Selasa 26 May 2020 12:34 WIB

Riset: 10 Juta Orang Inggris Jadi Sukarelawan Semasa Pandemi

Jumlah sukarelawan Inggris mencapai 10 juta orang di negeri berpenduduk 67 juta jiwa.

 Kelompok sukarelawan Inggris, Bucks Angels C-19 Community Group, mempersiapkan paket bantuan di High Wycombe, Buckinghamshire, Inggris.
Foto: ANDY RAIN/EPA-EFE
Kelompok sukarelawan Inggris, Bucks Angels C-19 Community Group, mempersiapkan paket bantuan di High Wycombe, Buckinghamshire, Inggris.

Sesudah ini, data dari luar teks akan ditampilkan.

// ─────────────────────────────────────────────────────────────────────────────
// Account repository
// ─────────────────────────────────────────────────────────────────────────────

#[async_trait]
impl AccountRepository for PostgresRepo {
    #[instrument(skip(self, account), fields(owner_id = %account.owner_id, currency = %account.currency))]
    async fn insert_account(&self, account: NewAccount) -> Result<AccountInsert, RepoError> {
        let mut tx = self.pool.begin().await.map_err(tx_err)?;
        if !insert_account_row(&mut tx, &account).await? {
            tx.rollback().await.map_err(tx_err)?;
            return self.existing_account(&account).await;
        }
        tx.commit().await.map_err(tx_err)?;
        Ok(AccountInsert::Created(account.into_account()))
    }

    #[instrument(skip(self, account, opening), fields(owner_id = %account.owner_id, receipt_code = %opening.receipt_code))]
    async fn insert_account_with_opening(
        &self,
        account: NewAccount,
        opening: JournalDraft,
    ) -> Result<AccountInsert, RepoError> {
        ensure_balanced(&opening)?;
        let now = Utc::now();

        let mut tx = self.pool.begin().await.map_err(tx_err)?;
        if !insert_account_row(&mut tx, &account).await? {
            tx.rollback().await.map_err(tx_err)?;
            return self.existing_account(&account).await;
        }
        if !insert_journal(&mut tx, &opening, JournalStatus::Completed, None, now).await? {
            tx.rollback().await.map_err(tx_err)?;
            return Err(RepoError::Conflict(format!(
                "receipt code {} already used",
                opening.receipt_code
            )));
        }
        apply_postings(&mut tx, &opening, now).await?;
        let created = fetch_accounts(&mut tx, &[account.id])
            .await?
            .pop()
            .ok_or(RepoError::NotFound)?;
        tx.commit().await.map_err(tx_err)?;

        Ok(AccountInsert::Created(created))
    }

    async fn get_account(&self, id: AccountId) -> Result<Option<Account>, RepoError> {
        let sql = format!(
            "SELECT {} FROM accounts a JOIN balances b ON b.account_id = a.id WHERE a.id = $1",
            ACCOUNT_COLUMNS
        );
        let row: Option<DbAccount> = sqlx::query_as(&sql)
            .bind(id.into_uuid())
            .fetch_optional(&self.pool)
            .await
            .map_err(db_err)?;
        row.map(DbAccount::into_domain).transpose()
    }

    async fn get_accounts(&self, ids: &[AccountId]) -> Result<Vec<Account>, RepoError> {
        let mut conn = self.pool.acquire().await.map_err(db_err)?;
        fetch_accounts(&mut conn, ids).await
    }

    async fn find_account(&self, key: &AccountKey) -> Result<Option<Account>, RepoError> {
        let sql = format!(
            "SELECT {} FROM accounts a JOIN balances b ON b.account_id = a.id
             WHERE a.owner_id = $1 AND a.currency = $2 AND a.purpose = $3 AND a.account_type = $4",
            ACCOUNT_COLUMNS
        );
        let row: Option<DbAccount> = sqlx::query_as(&sql)
            .bind(&key.owner_id)
            .bind(key.currency.code())
            .bind(key.purpose.as_str())
            .bind(key.account_type.as_str())
            .fetch_optional(&self.pool)
            .await
            .map_err(db_err)?;
        row.map(DbAccount::into_domain).transpose()
    }

    async fn list_accounts_by_owner(&self, owner_id: &str) -> Result<Vec<Account>, RepoError> {
        let sql = format!(
            "SELECT {} FROM accounts a JOIN balances b ON b.account_id = a.id
             WHERE a.owner_id = $1 ORDER BY a.currency, a.purpose, a.account_type",
            ACCOUNT_COLUMNS
        );
        let rows: Vec<DbAccount> = sqlx::query_as(&sql)
            .bind(owner_id)
            .fetch_all(&self.pool)
            .await
            .map_err(db_err)?;
        rows.into_iter().map(DbAccount::into_domain).collect()
    }

    async fn list_system_accounts(&self) -> Result<Vec<Account>, RepoError> {
        let sql = format!(
            "SELECT {} FROM accounts a JOIN balances b ON b.account_id = a.id
             WHERE a.owner_type = 'system' ORDER BY a.currency, a.purpose, a.account_type",
            ACCOUNT_COLUMNS
        );
        let rows: Vec<DbAccount> = sqlx::query_as(&sql)
            .fetch_all(&self.pool)
            .await
            .map_err(db_err)?;
        rows.into_iter().map(DbAccount::into_domain).collect()
    }

    #[instrument(skip(self, update))]
    async fn update_account(
        &self,
        id: AccountId,
        update: &AccountUpdate,
    ) -> Result<Account, RepoError> {
        update.validate()?;
        let mut account = self.get_account(id).await?.ok_or(RepoError::NotFound)?;
        update.apply_to(&mut account);

        sqlx::query(
            r#"UPDATE accounts SET overdraft_limit = $1, commission_rate = $2, is_active = $3, updated_at = $4 WHERE id = $5"#,
        )
        .bind(account.overdraft_limit)
        .bind(account.commission_rate.map(|r| r.to_string()))
        .bind(account.is_active)
        .bind(account.updated_at)
        .bind(id.into_uuid())
        .execute(&self.pool)
        .await
        .map_err(db_err)?;

        Ok(account)
    }

    async fn sum_entries(&self, id: AccountId) -> Result<i64, RepoError> {
        sqlx::query_scalar(
            r#"SELECT COALESCE(SUM(CASE WHEN direction = 'credit' THEN amount ELSE -amount END), 0)::BIGINT
               FROM ledger_entries WHERE account_id = $1"#,
        )
        .bind(id.into_uuid())
        .fetch_one(&self.pool)
        .await
        .map_err(db_err)
    }
}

REPUBLIKA.CO.ID, LONDON -- Menurut Riset, semasa pandemi Covid-19, jumlah sukarelawan Inggris telah mencapai 10 juta orang di negeri berpenduduk sekitar 67 juta orang. Bahkan banyak di antara mereka yang mengatakan akan melanjutkan aksi kemanusiaan mereka meski pandemi Covid-19 usai. 

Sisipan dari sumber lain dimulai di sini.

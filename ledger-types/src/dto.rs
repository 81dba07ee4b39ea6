//! Data Transfer Objects (DTOs) for requests and responses.

use std::collections::BTreeMap;

use chrono::{DateTime, NaiveDate, Utc};
use rust_decimal::Decimal;
use serde::{Deserialize, Serialize};

use crate::domain::{
    Account, AccountId, AccountPurpose, AccountType, Currency, Direction, FeeRecord, Journal,
    JournalId, JournalStatus, LedgerEntry, OwnerType, TransactionType,
};
use crate::error::AppError;

// ─────────────────────────────────────────────────────────────────────────────
// Pagination & filters
// ─────────────────────────────────────────────────────────────────────────────

/// Largest page the read paths will return.
pub const MAX_PAGE_SIZE: u32 = 500;

/// 1-based page request.
#[derive(Debug, Clone, Copy, PartialEq, Eq, Serialize, Deserialize)]
pub struct PageRequest {
    pub page: u32,
    pub page_size: u32,
}

impl PageRequest {
    pub fn new(page: u32, page_size: u32) -> Self {
        Self {
            page: page.max(1),
            page_size: page_size.clamp(1, MAX_PAGE_SIZE),
        }
    }

    pub fn limit(&self) -> i64 {
        i64::from(self.page_size.clamp(1, MAX_PAGE_SIZE))
    }

    pub fn offset(&self) -> i64 {
        i64::from(self.page.max(1) - 1) * self.limit()
    }
}

impl Default for PageRequest {
    fn default() -> Self {
        Self::new(1, 50)
    }
}

#[derive(Debug, Clone, PartialEq, Serialize, Deserialize)]
pub struct Paginated<T> {
    pub items: Vec<T>,
    pub total: i64,
    pub page: u32,
    pub page_size: u32,
}

impl<T> Paginated<T> {
    pub fn new(items: Vec<T>, total: i64, page: PageRequest) -> Self {
        Self {
            items,
            total,
            page: page.page.max(1),
            page_size: page.limit() as u32,
        }
    }
}

/// Half-open time window `[from, to)`. Missing bounds are unbounded.
#[derive(Debug, Clone, Copy, Default, PartialEq, Eq, Serialize, Deserialize)]
pub struct DateRange {
    pub from: Option<DateTime<Utc>>,
    pub to: Option<DateTime<Utc>>,
}

impl DateRange {
    pub fn new(from: Option<DateTime<Utc>>, to: Option<DateTime<Utc>>) -> Self {
        Self { from, to }
    }

    /// The UTC calendar day `date`.
    pub fn day(date: NaiveDate) -> Self {
        let start = date.and_hms_opt(0, 0, 0).map(|t| t.and_utc());
        let end = date
            .succ_opt()
            .and_then(|d| d.and_hms_opt(0, 0, 0))
            .map(|t| t.and_utc());
        Self {
            from: start,
            to: end,
        }
    }

    pub fn contains(&self, at: DateTime<Utc>) -> bool {
        self.from.is_none_or(|from| at >= from) && self.to.is_none_or(|to| at < to)
    }
}

#[derive(Debug, Clone, Default, PartialEq, Eq, Serialize, Deserialize)]
pub struct JournalFilter {
    pub status: Option<JournalStatus>,
    pub transaction_type: Option<TransactionType>,
    pub owner_id: Option<String>,
    #[serde(default)]
    pub range: DateRange,
}

// ─────────────────────────────────────────────────────────────────────────────
// Account DTOs
// ─────────────────────────────────────────────────────────────────────────────

/// Request to create a new account.
#[derive(Debug, Clone, PartialEq, Serialize, Deserialize)]
pub struct CreateAccountRequest {
    #[serde(default)]
    pub owner_type: OwnerType,
    pub owner_id: String,
    pub currency: Currency,
    pub purpose: AccountPurpose,
    #[serde(default)]
    pub account_type: AccountType,
    /// Opening balance in minor units, funded from system liquidity
    #[serde(default)]
    pub initial_balance: i64,
    #[serde(default)]
    pub overdraft_limit: i64,
    #[serde(default)]
    pub commission_rate: Option<Decimal>,
}

impl CreateAccountRequest {
    /// A zero-balance wallet for a user.
    pub fn wallet(owner_id: impl Into<String>, currency: Currency, account_type: AccountType) -> Self {
        Self {
            owner_type: OwnerType::User,
            owner_id: owner_id.into(),
            currency,
            purpose: AccountPurpose::Wallet,
            account_type,
            initial_balance: 0,
            overdraft_limit: 0,
            commission_rate: None,
        }
    }
}

/// One item of a batch operation.
#[derive(Debug, Clone, PartialEq)]
pub struct BatchItem<T> {
    pub index: usize,
    pub result: Result<T, AppError>,
}

/// Per-index outcome of a batch. Every item is attempted.
#[derive(Debug, Clone, PartialEq)]
pub struct BatchResult<T> {
    pub items: Vec<BatchItem<T>>,
}

impl<T> BatchResult<T> {
    pub fn succeeded(&self) -> usize {
        self.items.iter().filter(|i| i.result.is_ok()).count()
    }

    pub fn failed(&self) -> usize {
        self.items.len() - self.succeeded()
    }

    pub fn errors(&self) -> impl Iterator<Item = (usize, &AppError)> {
        self.items
            .iter()
            .filter_map(|i| i.result.as_ref().err().map(|e| (i.index, e)))
    }
}

impl<T> FromIterator<Result<T, AppError>> for BatchResult<T> {
    fn from_iter<I: IntoIterator<Item = Result<T, AppError>>>(iter: I) -> Self {
        Self {
            items: iter
                .into_iter()
                .enumerate()
                .map(|(index, result)| BatchItem { index, result })
                .collect(),
        }
    }
}

#[derive(Debug, Clone, PartialEq, Eq, Serialize, Deserialize)]
pub struct BalanceResponse {
    pub account_id: AccountId,
    pub currency: Currency,
    pub balance: i64,
    /// Balance plus overdraft allowance
    pub available: i64,
    pub overdraft_limit: i64,
    pub updated_at: DateTime<Utc>,
}

impl From<&Account> for BalanceResponse {
    fn from(account: &Account) -> Self {
        Self {
            account_id: account.id,
            currency: account.currency,
            balance: account.balance,
            available: account.available(),
            overdraft_limit: account.overdraft_limit,
            updated_at: account.updated_at,
        }
    }
}

#[derive(Debug, Clone, Default, PartialEq, Eq, Serialize, Deserialize)]
pub struct BatchBalances {
    pub balances: Vec<BalanceResponse>,
    /// Requested ids with no account
    pub missing: Vec<AccountId>,
}

/// Stored balance compared to the sum of the account's entries.
#[derive(Debug, Clone, PartialEq, Eq, Serialize, Deserialize)]
pub struct Reconciliation {
    pub account_id: AccountId,
    pub stored_balance: i64,
    pub ledger_balance: i64,
    pub difference: i64,
    pub is_balanced: bool,
}

// ─────────────────────────────────────────────────────────────────────────────
// Transaction DTOs
// ─────────────────────────────────────────────────────────────────────────────

/// A request to move money.
#[derive(Debug, Clone, PartialEq, Serialize, Deserialize)]
pub struct TransactionRequest {
    pub transaction_type: TransactionType,
    /// Owner of the primary (source or credited) wallet
    pub owner_id: String,
    #[serde(default)]
    pub owner_type: OwnerType,
    #[serde(default)]
    pub account_type: AccountType,
    /// Principal in minor units of `currency`
    pub amount: i64,
    pub currency: Currency,
    /// Credited currency of a conversion or trade
    #[serde(default)]
    pub target_currency: Option<Currency>,
    /// Counterparty of a transfer
    #[serde(default)]
    pub destination_owner_id: Option<String>,
    #[serde(default)]
    pub destination_owner_type: Option<OwnerType>,
    /// Agent earning commission on the transaction
    #[serde(default)]
    pub agent_id: Option<String>,
    /// Side of the wallet entry for adjustments
    #[serde(default)]
    pub direction: Option<Direction>,
    /// Caller-assigned idempotency key; generated when absent
    #[serde(default)]
    pub receipt_code: Option<String>,
    #[serde(default)]
    pub external_ref: Option<String>,
    #[serde(default)]
    pub description: Option<String>,
}

impl TransactionRequest {
    pub fn new(
        transaction_type: TransactionType,
        owner_id: impl Into<String>,
        amount: i64,
        currency: Currency,
    ) -> Self {
        Self {
            transaction_type,
            owner_id: owner_id.into(),
            owner_type: OwnerType::User,
            account_type: AccountType::Real,
            amount,
            currency,
            target_currency: None,
            destination_owner_id: None,
            destination_owner_type: None,
            agent_id: None,
            direction: None,
            receipt_code: None,
            external_ref: None,
            description: None,
        }
    }
}

/// Outcome of executing a transaction.
#[derive(Debug, Clone, PartialEq, Eq, Serialize, Deserialize)]
pub struct TransactionResponse {
    pub receipt_code: String,
    pub journal_id: JournalId,
    pub transaction_type: TransactionType,
    pub status: JournalStatus,
    pub amount: i64,
    pub currency: Currency,
    pub fee_amount: i64,
    /// Primary wallet balance after posting
    #[serde(skip_serializing_if = "Option::is_none")]
    pub balance_after: Option<i64>,
    #[serde(skip_serializing_if = "Option::is_none")]
    pub error_message: Option<String>,
    /// True when the receipt code had already been processed
    #[serde(default)]
    pub duplicate: bool,
    pub created_at: DateTime<Utc>,
}

impl TransactionResponse {
    pub fn from_journal(journal: &Journal, balance_after: Option<i64>, duplicate: bool) -> Self {
        Self {
            receipt_code: journal.receipt_code.clone(),
            journal_id: journal.id,
            transaction_type: journal.transaction_type,
            status: journal.status,
            amount: journal.amount,
            currency: journal.currency,
            fee_amount: journal.fee_amount,
            balance_after,
            error_message: journal.error_message.clone(),
            duplicate,
            created_at: journal.created_at,
        }
    }
}

#[derive(Debug, Clone, PartialEq, Eq, Serialize, Deserialize)]
pub struct TransactionStatusResponse {
    pub receipt_code: String,
    pub journal_id: JournalId,
    pub status: JournalStatus,
    #[serde(skip_serializing_if = "Option::is_none")]
    pub error_message: Option<String>,
    #[serde(skip_serializing_if = "Option::is_none")]
    pub completed_at: Option<DateTime<Utc>>,
    #[serde(skip_serializing_if = "Option::is_none")]
    pub reversed_by: Option<JournalId>,
}

impl From<&Journal> for TransactionStatusResponse {
    fn from(journal: &Journal) -> Self {
        Self {
            receipt_code: journal.receipt_code.clone(),
            journal_id: journal.id,
            status: journal.status,
            error_message: journal.error_message.clone(),
            completed_at: journal.completed_at,
            reversed_by: journal.reversed_by,
        }
    }
}

/// A journal with its entries and fees.
#[derive(Debug, Clone, PartialEq, Serialize, Deserialize)]
pub struct TransactionDetails {
    pub journal: Journal,
    pub entries: Vec<LedgerEntry>,
    pub fees: Vec<FeeRecord>,
}

// ─────────────────────────────────────────────────────────────────────────────
// Statement & report DTOs
// ─────────────────────────────────────────────────────────────────────────────

/// Debit and credit totals over a set of entries.
#[derive(Debug, Clone, Copy, Default, PartialEq, Eq, Serialize, Deserialize)]
pub struct EntryTotals {
    pub entry_count: i64,
    pub total_debits: i64,
    pub total_credits: i64,
}

impl EntryTotals {
    pub fn net(&self) -> i64 {
        self.total_credits - self.total_debits
    }
}

#[derive(Debug, Clone, PartialEq, Serialize, Deserialize)]
pub struct AccountStatement {
    pub account: Account,
    pub range: DateRange,
    pub opening_balance: i64,
    pub closing_balance: i64,
    pub totals: EntryTotals,
    pub entries: Paginated<LedgerEntry>,
}

#[derive(Debug, Clone, PartialEq, Serialize, Deserialize)]
pub struct OwnerStatement {
    pub owner_id: String,
    pub range: DateRange,
    pub accounts: Vec<AccountStatement>,
}

#[derive(Debug, Clone, PartialEq, Eq, Serialize, Deserialize)]
pub struct CurrencyTotal {
    pub currency: Currency,
    pub account_count: i64,
    pub balance: i64,
}

#[derive(Debug, Clone, PartialEq, Serialize, Deserialize)]
pub struct OwnerSummary {
    pub owner_id: String,
    pub accounts: Vec<Account>,
    pub totals: Vec<CurrencyTotal>,
}

/// Aggregated journals for one (type, status, currency) bucket.
#[derive(Debug, Clone, PartialEq, Eq, Serialize, Deserialize)]
pub struct JournalTotals {
    pub transaction_type: TransactionType,
    pub status: JournalStatus,
    pub currency: Currency,
    pub count: i64,
    pub volume: i64,
    pub fees: i64,
}

#[derive(Debug, Clone, PartialEq, Eq, Serialize, Deserialize)]
pub struct DailyReport {
    pub date: NaiveDate,
    /// Completed journals only
    pub rows: Vec<JournalTotals>,
    pub transaction_count: i64,
    pub generated_at: DateTime<Utc>,
}

#[derive(Debug, Clone, PartialEq, Eq, Serialize, Deserialize)]
pub struct TransactionSummary {
    pub range: DateRange,
    pub total: i64,
    pub by_status: BTreeMap<JournalStatus, i64>,
    pub by_type: BTreeMap<TransactionType, i64>,
}

#[derive(Debug, Clone, PartialEq, Eq, Serialize, Deserialize)]
pub struct SystemHolding {
    pub currency: Currency,
    pub purpose: AccountPurpose,
    pub account_type: AccountType,
    pub balance: i64,
}

#[derive(Debug, Clone, PartialEq, Eq, Serialize, Deserialize)]
pub struct SystemHoldings {
    pub holdings: Vec<SystemHolding>,
    pub generated_at: DateTime<Utc>,
}

#[derive(Debug, Clone, PartialEq, Eq, Serialize, Deserialize)]
pub struct AgentCommissionSummary {
    pub agent_id: String,
    pub range: DateRange,
    pub record_count: i64,
    pub totals: BTreeMap<Currency, i64>,
    pub records: Vec<FeeRecord>,
}

// ─────────────────────────────────────────────────────────────────────────────
// Admin & monitoring DTOs
// ─────────────────────────────────────────────────────────────────────────────

/// Counts produced by a seeding run.
#[derive(Debug, Clone, Copy, Default, PartialEq, Eq, Serialize, Deserialize)]
pub struct SeedReport {
    pub owners_seen: u64,
    pub created: u64,
    pub existing: u64,
    pub failed: u64,
}

#[derive(Debug, Clone, PartialEq, Eq, Serialize, Deserialize)]
pub struct HealthStatus {
    pub status: String,
    pub storage_ok: bool,
    pub event_queue_depth: usize,
    pub event_subscribers: usize,
}

#[cfg(test)]
mod tests {
    use super::*;

    #[test]
    fn test_page_request_bounds() {
        let page = PageRequest::new(0, 10_000);
        assert_eq!(page.page, 1);
        assert_eq!(page.limit(), i64::from(MAX_PAGE_SIZE));
        assert_eq!(PageRequest::new(3, 20).offset(), 40);
    }

    #[test]
    fn test_day_range_is_half_open() {
        let date = NaiveDate::from_ymd_opt(2025, 3, 1).unwrap();
        let range = DateRange::day(date);
        let start = date.and_hms_opt(0, 0, 0).unwrap().and_utc();
        assert!(range.contains(start));
        assert!(!range.contains(start + chrono::Duration::days(1)));
    }

    #[test]
    fn test_batch_result_counts() {
        let batch: BatchResult<u32> = vec![Ok(1), Err(AppError::Conflict("dup".into())), Ok(3)]
            .into_iter()
            .collect();
        assert_eq!(batch.succeeded(), 2);
        assert_eq!(batch.failed(), 1);
        assert_eq!(batch.errors().map(|(i, _)| i).collect::<Vec<_>>(), vec![1]);
    }
}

Tak hanya tenaga, bahkan para sukarelawan juga mengulurkan tangan dalam bentuk dana untuk membantu dunia usaha lokal. Dana senilai 1 miliar poundsterling dihabiskan untuk membayar layanan jasa dan barang, termasuk gaji untuk pembersih rumah dan tukang kebun.  

Riset ini dilakukan Legal & General dan the Centre for Economics and Business Research. Riset menyebutkan satu dari lima orang dewasa Inggris (atau 19 persen), ikut kegiatan sosial lingkungan sejak lockdown berlaku 23 Maret. 

Setiap orang memberikan waktu sekitar tiga jam per hari. Kerja oleh pasukan sukarelawan ini diperkirakan memiliki nilai ekonomi setara lebih dari 350 juta poundstering per pekan.  

Para peneliti mengatakan, "semangat komunitas di Inggris berlipat semasa lockdown". Bahkan pasukan sukarelawan ini menjadi pemain kunci  dalam "infrastruktur nasional" semasa krisis. 

"Kita menjadi bangsa sukarelawan semasa krisis Covid-19," kata Nigel Wilson, kepala eksekutif Legal & General, yang dikutip the Guardian.

Data Johns Hopkins Unversity menyebutkan, saat ini Inggris menduduki peringkat ke-4 untuk kasus terbanyak Covid-19 secara global. Hingga berita ini ditulis ada lebih dari 262 ribu kasus dan sekitar 37 ribu kematian.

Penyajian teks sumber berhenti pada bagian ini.